For taking care of large virtual disk files, I use Contig, which is part of the Windows Sysinternals software lineup. Basically Contig is a tool for defragmenting large files. It can take wildcards and even recurse subdirectories if you want it to. This makes it pretty simple to go to the directory where your virtual machines are kept and defrag all of your .vmdk (virtual disk) files in one sweep.
I was nervous for a good while this evening, because the Contig utility was taking an EXTRA long time to defragment a piece of the virtual hard drive that is part of our Exchange server, and perfmon was showing little-to-no disk activity at the same time. About halfway through the second paragraph, however, the virtual disk finally finished up and Contig continued on to the next file. WHEW!
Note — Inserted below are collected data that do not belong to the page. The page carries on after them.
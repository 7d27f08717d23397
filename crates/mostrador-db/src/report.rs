//! # Monthly Sales Workbook
//!
//! Renders [`MonthlyReportRow`]s as an `.xlsx` download.
//!
//! ```text
//! ┌─────────────────────┬──────────┬────────────┬──────────┬────────────┬──────────┐
//! │ Date                │ Customer │ Product    │ Quantity │ Unit price │ Subtotal │
//! ├─────────────────────┼──────────┼────────────┼──────────┼────────────┼──────────┤
//! │ 2026-10-03 12:00:00 │ Ana      │ Arroz 1 kg │ 3        │ 2.5        │ 7.5      │
//! │ ...                 │          │            │          │            │          │
//! │                     │          │            │          │ Total      │ 7.5      │
//! └─────────────────────┴──────────┴────────────┴──────────┴────────────┴──────────┘
//! ```

use chrono::NaiveDateTime;
use rust_xlsxwriter::{Format, Workbook};
use tracing::debug;

use crate::error::{DbError, DbResult};
use mostrador_core::{Money, MonthlyReportRow};

const HEADERS: [&str; 6] = ["Date", "Customer", "Product", "Quantity", "Unit price", "Subtotal"];

/// Builds the workbook in memory.
pub fn monthly_workbook(rows: &[MonthlyReportRow]) -> DbResult<Vec<u8>> {
    let mut workbook = Workbook::new();
    let bold = Format::new().set_bold();
    let money = Format::new().set_num_format("0.00");
    let worksheet = workbook.add_worksheet();
    worksheet.set_name("Sales")?;

    for (col, title) in HEADERS.iter().enumerate() {
        worksheet.write_string_with_format(0, col as u16, *title, &bold)?;
    }

    let mut total = Money::zero();
    let mut row_index: u32 = 1;
    for row in rows {
        let subtotal = Money::from_cents(row.subtotal_cents);
        total = total
            .checked_add(subtotal)
            .ok_or_else(|| DbError::Report("monthly total overflows".to_string()))?;

        let created_at = row.created_at.format("%Y-%m-%d %H:%M:%S").to_string();
        worksheet.write_string(row_index, 0, created_at)?;
        worksheet.write_string(row_index, 1, &row.customer_name)?;
        worksheet.write_string(row_index, 2, &row.description)?;
        worksheet.write_number(row_index, 3, row.quantity as f64)?;
        worksheet.write_number_with_format(
            row_index,
            4,
            Money::from_cents(row.unit_price_cents).as_major_units(),
            &money,
        )?;
        worksheet.write_number_with_format(row_index, 5, subtotal.as_major_units(), &money)?;
        row_index += 1;
    }

    worksheet.write_string_with_format(row_index, 4, "Total", &bold)?;
    worksheet.write_number_with_format(row_index, 5, total.as_major_units(), &money)?;
    worksheet.autofit();

    debug!(rows = rows.len(), total_cents = total.cents(), "Rendered monthly workbook");
    Ok(workbook.save_to_buffer()?)
}

/// Download name for the month containing `now`, e.g. `sales-2026-10.xlsx`.
pub fn monthly_file_name(now: NaiveDateTime) -> String {
    format!("sales-{}.xlsx", now.format("%Y-%m"))
}

#[cfg(test)]
mod tests {
    use super::*;
    use calamine::{Data, Reader, Xlsx};
    use chrono::NaiveDate;
    use std::io::Cursor;

    fn row(
        customer: &str,
        description: &str,
        quantity: i64,
        unit_price_cents: i64,
    ) -> MonthlyReportRow {
        MonthlyReportRow {
            sale_id: 1,
            created_at: NaiveDate::from_ymd_opt(2026, 10, 3)
                .unwrap()
                .and_hms_opt(12, 0, 0)
                .unwrap(),
            customer_name: customer.to_string(),
            description: description.to_string(),
            quantity,
            unit_price_cents,
            subtotal_cents: quantity * unit_price_cents,
        }
    }

    #[test]
    fn test_workbook_has_header_rows_and_total() {
        let bytes = monthly_workbook(&[
            row("Ana", "Arroz 1 kg", 3, 250),
            row("Consumidor Final", "Yerba mate 500 g", 1, 1800),
        ])
        .unwrap();

        let mut workbook: Xlsx<_> = Xlsx::new(Cursor::new(bytes)).unwrap();
        let range = workbook.worksheet_range("Sales").unwrap();

        assert_eq!(range.get_value((0, 0)), Some(&Data::String("Date".to_string())));
        assert_eq!(range.get_value((0, 5)), Some(&Data::String("Subtotal".to_string())));
        assert_eq!(
            range.get_value((1, 0)),
            Some(&Data::String("2026-10-03 12:00:00".to_string()))
        );
        assert_eq!(range.get_value((1, 1)), Some(&Data::String("Ana".to_string())));
        assert_eq!(range.get_value((1, 5)), Some(&Data::Float(7.5)));
        assert_eq!(range.get_value((3, 5)), Some(&Data::Float(25.5)));
    }

    #[test]
    fn test_total_overflow_is_an_error() {
        let mut big = row("Ana", "Arroz 1 kg", 1, 1);
        big.subtotal_cents = i64::MAX;

        let err = monthly_workbook(&[big.clone(), big]).unwrap_err();
        assert!(matches!(err, DbError::Report(_)));
    }

    #[test]
    fn test_empty_month_still_renders() {
        let bytes = monthly_workbook(&[]).unwrap();
        assert!(!bytes.is_empty());
    }

    #[test]
    fn test_file_name() {
        let now = NaiveDate::from_ymd_opt(2026, 10, 17)
            .unwrap()
            .and_hms_opt(9, 30, 0)
            .unwrap();
        assert_eq!(monthly_file_name(now), "sales-2026-10.xlsx");
    }
}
Looking at our file server’s disk usage, I am amazed at how our storage needs have skyrocketed. When I started in 2005, our dinky little file server had a 30something-GB SCSI drive on it, and it was enough to hold everyone’s information. Since then we’ve moved to a 425GB RAID array, and we’ve managed to fill over 80% of that space. Safe to say we’ll be looking for another storage solution sooner than later.